#### Provided information:
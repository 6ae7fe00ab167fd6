use std::sync::atomic::{AtomicBool, AtomicUsize, Ordering};
use std::sync::{Arc, Mutex};

use crate::error::AppError;

use super::ChatMessage;

/// Deterministic offline backend, selected when no API key is configured.
/// Embeddings are a pure function of the input text so retrieval behaves
/// consistently across runs; counters let tests observe upstream traffic.
#[derive(Clone)]
pub struct MockLlmBackend {
    dimension: usize,
    pub chat_calls: Arc<AtomicUsize>,
    pub embedding_batches: Arc<AtomicUsize>,
    pub embedded_texts: Arc<Mutex<Vec<String>>>,
    pub fail_chat: Arc<AtomicBool>,
    pub fail_embeddings: Arc<AtomicBool>,
}

impl MockLlmBackend {
    pub fn new(dimension: usize) -> Self {
        Self {
            dimension,
            chat_calls: Arc::new(AtomicUsize::new(0)),
            embedding_batches: Arc::new(AtomicUsize::new(0)),
            embedded_texts: Arc::new(Mutex::new(Vec::new())),
            fail_chat: Arc::new(AtomicBool::new(false)),
            fail_embeddings: Arc::new(AtomicBool::new(false)),
        }
    }

    pub fn chat(&self, messages: &[ChatMessage]) -> Result<String, AppError> {
        if self.fail_chat.load(Ordering::SeqCst) {
            return Err(AppError::external("LLM", "mock chat failure"));
        }
        self.chat_calls.fetch_add(1, Ordering::SeqCst);

        let last_user = messages
            .iter()
            .rev()
            .find(|m| m.role == "user")
            .map_or("", |m| m.content.as_str());
        Ok(format!("Canned response to: {last_user}"))
    }

    pub fn embed_batch(&self, batch: &[String]) -> Result<Vec<Vec<f32>>, AppError> {
        if self.fail_embeddings.load(Ordering::SeqCst) {
            return Err(AppError::external("LLM", "mock embedding failure"));
        }
        self.embedding_batches.fetch_add(1, Ordering::SeqCst);
        if let Ok(mut seen) = self.embedded_texts.lock() {
            seen.extend(batch.iter().cloned());
        }

        Ok(batch.iter().map(|text| self.embed_text(text)).collect())
    }

    fn embed_text(&self, text: &str) -> Vec<f32> {
        let digest = md5::compute(text.as_bytes());
        let mut vector: Vec<f32> = (0..self.dimension)
            .map(|i| {
                let byte = digest.0[(i.wrapping_mul(7).wrapping_add(3)) % 16];
                f32::from(byte) - 127.5
            })
            .collect();

        let norm = vector.iter().map(|v| v * v).sum::<f32>().sqrt();
        if norm > 0.0 {
            for v in &mut vector {
                *v /= norm;
            }
        }
        vector
    }

    pub fn unique_embedded_texts(&self) -> usize {
        self.embedded_texts.lock().map_or(0, |seen| {
            let mut texts = seen.clone();
            texts.sort();
            texts.dedup();
            texts.len()
        })
    }
}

#### Task prompt:
Each line above is to be restated exactly as it stands.

#### Response:
repository 6ae7fe00ab167fd6
use std::sync::atomic::{AtomicBool, AtomicUsize, Ordering};
use std::sync::{Arc, Mutex};

use crate::error::AppError;

use super::ChatMessage;

/// Deterministic offline backend, selected when no API key is configured.
/// Embeddings are a pure function of the input text so retrieval behaves
/// consistently across runs; counters let tests observe upstream traffic.
#[derive(Clone)]
pub struct MockLlmBackend {
    dimension: usize,
    pub chat_calls: Arc<AtomicUsize>,
    pub embedding_batches: Arc<AtomicUsize>,
    pub embedded_texts: Arc<Mutex<Vec<String>>>,
    pub fail_chat: Arc<AtomicBool>,
    pub fail_embeddings: Arc<AtomicBool>,
}

impl MockLlmBackend {
    pub fn new(dimension: usize) -> Self {
        Self {
            dimension,
            chat_calls: Arc::new(AtomicUsize::new(0)),
            embedding_batches: Arc::new(AtomicUsize::new(0)),
            embedded_texts: Arc::new(Mutex::new(Vec::new())),
            fail_chat: Arc::new(AtomicBool::new(false)),
            fail_embeddings: Arc::new(AtomicBool::new(false)),
        }
    }

    pub fn chat(&self, messages: &[ChatMessage]) -> Result<String, AppError> {
        if self.fail_chat.load(Ordering::SeqCst) {
            return Err(AppError::external("LLM", "mock chat failure"));
        }
        self.chat_calls.fetch_add(1, Ordering::SeqCst);

        let last_user = messages
            .iter()
            .rev()
            .find(|m| m.role == "user")
            .map_or("", |m| m.content.as_str());
        Ok(format!("Canned response to: {last_user}"))
    }

    pub fn embed_batch(&self, batch: &[String]) -> Result<Vec<Vec<f32>>, AppError> {
        if self.fail_embeddings.load(Ordering::SeqCst) {
            return Err(AppError::external("LLM", "mock embedding failure"));
        }
        self.embedding_batches.fetch_add(1, Ordering::SeqCst);
        if let Ok(mut seen) = self.embedded_texts.lock() {
            seen.extend(batch.iter().cloned());
        }

        Ok(batch.iter().map(|text| self.embed_text(text)).collect())
    }

    fn embed_text(&self, text: &str) -> Vec<f32> {
        let digest = md5::compute(text.as_bytes());
        let mut vector: Vec<f32> = (0..self.dimension)
            .map(|i| {
                let byte = digest.0[(i.wrapping_mul(7).wrapping_add(3)) % 16];
                f32::from(byte) - 127.5
            })
            .collect();

        let norm = vector.iter().map(|v| v * v).sum::<f32>().sqrt();
        if norm > 0.0 {
            for v in &mut vector {
                *v /= norm;
            }
        }
        vector
    }

    pub fn unique_embedded_texts(&self) -> usize {
        self.embedded_texts.lock().map_or(0, |seen| {
            let mut texts = seen.clone();
            texts.sort();
            texts.dedup();
            texts.len()
        })
    }
}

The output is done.